New safety measures include temperature checks at the door, spaced out seats and tables, hand sanitizer stations, and masks required to enter the theater and in the lobby and restrooms (but not while you’re watching the show although that is requested).
The theater reopens Friday at The Shell Factory with stand-up comedian RC Smith. It’s the first time Players Circle has seen audiences since March, when it shut down after just one performance of the play “The Curious Incident of the Dog in the Night-Time.”
Now, instead of big plays with out-of-state actors, they’re focusing more on simpler, smaller events. Comedians and jazz trios don’t cost as much as a full-fledged play to produce, Cacioppo says, so he can afford to only fill 74-80 of the theater’s 180 seats.

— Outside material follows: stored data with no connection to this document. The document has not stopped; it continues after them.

// src/infrastructure/config/schema.rs

use regex::Regex;
use serde::{Deserialize, Serialize};
use std::collections::BTreeMap;
use std::sync::OnceLock;
use tracing::warn;

use crate::domain::error::DomainError;
use crate::domain::project::{Column, Constraint, MaterializationType, Model};

fn re_ref() -> &'static Regex {
    static RE: OnceLock<Regex> = OnceLock::new();
    RE.get_or_init(|| {
        Regex::new(r#"^\s*ref\s*\(\s*['"]([^'"]+)['"]\s*\)\s*$"#).unwrap_or_else(|_| {
            // Hardcoded pattern; the fallback only keeps clippy's unwrap guard quiet.
            Regex::new("$^").unwrap_or_else(|_| unreachable!())
        })
    })
}

// =============================================================================
//  1. DATA CONTRACT (dbt-compatible schema file)
// =============================================================================

#[derive(Debug, Deserialize, Serialize, Clone, Default)]
pub struct SchemaFile {
    #[serde(default, skip_serializing_if = "Option::is_none")]
    pub version: Option<serde_yaml::Value>,

    #[serde(default)]
    pub models: Vec<ModelSchema>,
}

#[derive(Debug, Deserialize, Serialize, Clone)]
pub struct ModelSchema {
    pub name: String,

    #[serde(default, skip_serializing_if = "Option::is_none")]
    pub description: Option<String>,

    #[serde(default)]
    pub config: ModelConfig,

    #[serde(default)]
    pub columns: Vec<ColumnSchema>,
}

#[derive(Debug, Deserialize, Serialize, Clone, Default)]
pub struct ModelConfig {
    #[serde(default, skip_serializing_if = "Option::is_none")]
    pub materialized: Option<String>,
}

#[derive(Debug, Deserialize, Serialize, Clone)]
pub struct ColumnSchema {
    pub name: String,

    #[serde(default, skip_serializing_if = "Option::is_none")]
    pub description: Option<String>,

    #[serde(default, alias = "data_tests")]
    pub tests: Vec<TestSpec>,
}

/// `- not_null` or `- relationships: { to: ref('x'), field: id }`.
#[derive(Debug, Deserialize, Serialize, Clone)]
#[serde(untagged)]
pub enum TestSpec {
    Name(String),
    Configured(BTreeMap<String, Option<TestArgs>>),
}

#[derive(Debug, Deserialize, Serialize, Clone, Default)]
pub struct TestArgs {
    #[serde(default, skip_serializing_if = "Option::is_none")]
    pub min_value: Option<serde_yaml::Value>,
    #[serde(default, skip_serializing_if = "Option::is_none")]
    pub max_value: Option<serde_yaml::Value>,
    #[serde(default, skip_serializing_if = "Option::is_none")]
    pub inclusive: Option<bool>,
    #[serde(default, skip_serializing_if = "Option::is_none")]
    pub to: Option<String>,
    #[serde(default, skip_serializing_if = "Option::is_none")]
    pub field: Option<String>,
}

// =============================================================================
//  2. CONVERSION VERS LE DOMAINE
// =============================================================================

impl ModelSchema {
    pub fn into_model(self) -> Result<Model, DomainError> {
        let materialized = match self.config.materialized.as_deref() {
            None => None,
            Some(raw) => {
                let parsed = MaterializationType::parse(raw);
                if parsed.is_none() {
                    warn!(
                        model = %self.name,
                        materialized = %raw,
                        "Unknown materialization, ignoring"
                    );
                }
                parsed
            }
        };

        let mut columns = Vec::with_capacity(self.columns.len());
        for col in self.columns {
            let mut constraints = Vec::with_capacity(col.tests.len());
            for test in &col.tests {
                if let Some(constraint) = test_to_constraint(&self.name, &col.name, test)? {
                    constraints.push(constraint);
                }
            }
            columns.push(Column {
                name: col.name,
                description: col.description.unwrap_or_default(),
                constraints,
            });
        }

        Ok(Model {
            name: self.name,
            description: self.description,
            materialized,
            columns,
        })
    }
}

/// `None` for test kinds the engine does not evaluate (skipped with a warning).
fn test_to_constraint(
    model: &str,
    column: &str,
    test: &TestSpec,
) -> Result<Option<Constraint>, DomainError> {
    let default_args = TestArgs::default();
    let (name, args) = match test {
        TestSpec::Name(name) => (name.as_str(), &default_args),
        TestSpec::Configured(map) => {
            let mut entries = map.iter();
            match (entries.next(), entries.next()) {
                (Some((name, args)), None) => {
                    (name.as_str(), args.as_ref().unwrap_or(&default_args))
                }
                _ => {
                    return Err(DomainError::SchemaError(format!(
                        "Test on {model}.{column} must name exactly one test kind"
                    )));
                }
            }
        }
    };

    // `dbt_utils.accepted_range` and friends
    let kind = name.rsplit('.').next().unwrap_or(name);

    let constraint = match kind {
        "not_null" => Constraint::NotNull,
        "unique" => Constraint::Unique,
        "accepted_range" => accepted_range(model, column, args)?,
        "relationships" => relationship(model, column, args)?,
        other => {
            warn!(model, column, test = other, "Unknown test type (skipping)");
            return Ok(None);
        }
    };

    Ok(Some(constraint))
}

fn accepted_range(model: &str, column: &str, args: &TestArgs) -> Result<Constraint, DomainError> {
    let min = numeric_bound(model, column, "min_value", args.min_value.as_ref())?;
    let max = numeric_bound(model, column, "max_value", args.max_value.as_ref())?;

    let Some(min) = min else {
        return Err(DomainError::SchemaError(format!(
            "accepted_range on {model}.{column} needs a min_value"
        )));
    };
    if let Some(max) = max
        && min > max
    {
        return Err(DomainError::SchemaError(format!(
            "accepted_range on {model}.{column}: min_value {min} is greater than max_value {max}"
        )));
    }

    Ok(Constraint::AcceptedRange {
        min,
        max,
        inclusive: args.inclusive.unwrap_or(true),
    })
}

fn numeric_bound(
    model: &str,
    column: &str,
    key: &str,
    raw: Option<&serde_yaml::Value>,
) -> Result<Option<f64>, DomainError> {
    match raw {
        None | Some(serde_yaml::Value::Null) => Ok(None),
        Some(serde_yaml::Value::Number(n)) => n.as_f64().map(Some).ok_or_else(|| {
            DomainError::TypeMismatch {
                model: model.to_string(),
                column: column.to_string(),
                detail: format!("{key} is not representable as a number"),
            }
        }),
        Some(other) => Err(DomainError::TypeMismatch {
            model: model.to_string(),
            column: column.to_string(),
            detail: format!("{key} must be numeric, got {other:?}"),
        }),
    }
}

fn relationship(model: &str, column: &str, args: &TestArgs) -> Result<Constraint, DomainError> {
    let (Some(to), Some(field)) = (args.to.as_deref(), args.field.as_deref()) else {
        return Err(DomainError::SchemaError(format!(
            "relationships on {model}.{column} needs both 'to' and 'field'"
        )));
    };

    Ok(Constraint::Relationship {
        target_model: parse_ref(to),
        target_field: field.to_string(),
    })
}

/// `ref('transformed_channel')` -> `transformed_channel`; bare names pass through.
pub fn parse_ref(raw: &str) -> String {
    match re_ref().captures(raw) {
        Some(cap) => cap[1].to_string(),
        None => raw.trim().to_string(),
    }
}

#[cfg(test)]
#[allow(clippy::unwrap_used)]
mod tests {
    use super::*;

    const SCHEMA: &str = r#"
version: 2

models:
  - name: transformed_channel
    description: "Telegram channels"
    config:
      materialized: table
    columns:
      - name: channel_id
        description: "Primary key"
        tests:
          - not_null
          - unique

  - name: transformed_product
    columns:
      - name: product_id
        data_tests:
          - unique
      - name: price
        tests:
          - dbt_utils.accepted_range:
              min_value: 0
              max_value: 100000
      - name: channel_id
        tests:
          - relationships:
              to: ref('transformed_channel')
              field: channel_id
      - name: label
        tests:
          - accepted_values:
              values: ['a', 'b']
"#;

    fn load(yaml: &str) -> Result<Vec<Model>, DomainError> {
        let file: SchemaFile = serde_yaml::from_str(yaml).unwrap();
        file.models.into_iter().map(ModelSchema::into_model).collect()
    }

    #[test]
    fn test_parse_dbt_schema() {
        let models = load(SCHEMA).unwrap();
        assert_eq!(models.len(), 2);

        let channel = &models[0];
        assert_eq!(channel.materialized, Some(MaterializationType::Table));
        assert_eq!(channel.columns[0].description, "Primary key");
        assert_eq!(
            channel.columns[0].constraints,
            vec![Constraint::NotNull, Constraint::Unique]
        );

        let product = &models[1];
        assert_eq!(product.columns[0].constraints, vec![Constraint::Unique]);
        assert_eq!(
            product.columns[1].constraints,
            vec![Constraint::AcceptedRange {
                min: 0.0,
                max: Some(100000.0),
                inclusive: true
            }]
        );
        assert_eq!(
            product.columns[2].constraints,
            vec![Constraint::Relationship {
                target_model: "transformed_channel".into(),
                target_field: "channel_id".into()
            }]
        );
        // accepted_values is not evaluated by this engine
        assert!(product.columns[3].constraints.is_empty());
    }

    #[test]
    fn test_parse_ref_forms() {
        assert_eq!(parse_ref("ref('a')"), "a");
        assert_eq!(parse_ref("ref( \"b\" )"), "b");
        assert_eq!(parse_ref(" c "), "c");
    }

    #[test]
    fn test_non_numeric_bound_is_fatal_type_mismatch() {
        let yaml = r#"
models:
  - name: m
    columns:
      - name: x
        tests:
          - accepted_range:
              min_value: "zero"
"#;
        assert!(matches!(load(yaml), Err(DomainError::TypeMismatch { .. })));
    }

    #[test]
    fn test_inverted_bounds_rejected() {
        let yaml = r#"
models:
  - name: m
    columns:
      - name: x
        tests:
          - accepted_range: { min_value: 10, max_value: 1 }
"#;
        assert!(matches!(load(yaml), Err(DomainError::SchemaError(_))));
    }

    #[test]
    fn test_exclusive_range_and_missing_min() {
        let yaml = r#"
models:
  - name: m
    columns:
      - name: x
        tests:
          - accepted_range: { min_value: 0.5, max_value: 5, inclusive: false }
"#;
        let models = load(yaml).unwrap();
        assert_eq!(
            models[0].columns[0].constraints[0],
            Constraint::AcceptedRange {
                min: 0.5,
                max: Some(5.0),
                inclusive: false
            }
        );

        let max_only = r#"
models:
  - name: m
    columns:
      - name: x
        tests:
          - accepted_range: { max_value: 5 }
"#;
        assert!(matches!(load(max_only), Err(DomainError::SchemaError(_))));
    }

    #[test]
    fn test_relationship_requires_field() {
        let yaml = r#"
models:
  - name: m
    columns:
      - name: x
        tests:
          - relationships: { to: "ref('n')" }
"#;
        assert!(matches!(load(yaml), Err(DomainError::SchemaError(_))));
    }
}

“We surveyed our audience, and 60 percent of them feel — if we take precautions — they would definitely come to this,” Cacioppo says. “Because after six months, people are going a little nuts.”
The lineup includes former Hee-Haw star Lulu Roman, local jazz singer/pianist Danny Sinoff and just one play, the three-person show “The Lifespan of a Fact.”
“I love this play,” Cacioppo says. “It’s about the truth, you know. How important is the truth? It’s very, very funny.
“Daniel Radcliffe starred in it on Broadway. … And it’s a three-hander. Because it’s a three-hander, I can survive with only 74 seats.”
After January, he’s not committed to anything yet. Perhaps they can do more plays. Or perhaps they’ll stick with smaller acts.
“We just have to be nimble,” Cacioppo says. “We’ll see how things are going in America and Florida in the next two months.”
Full dinners are available before the shows in the Shell Factory’s Southern Grill restaurant. A new appetizer menu will also be served inside the theater.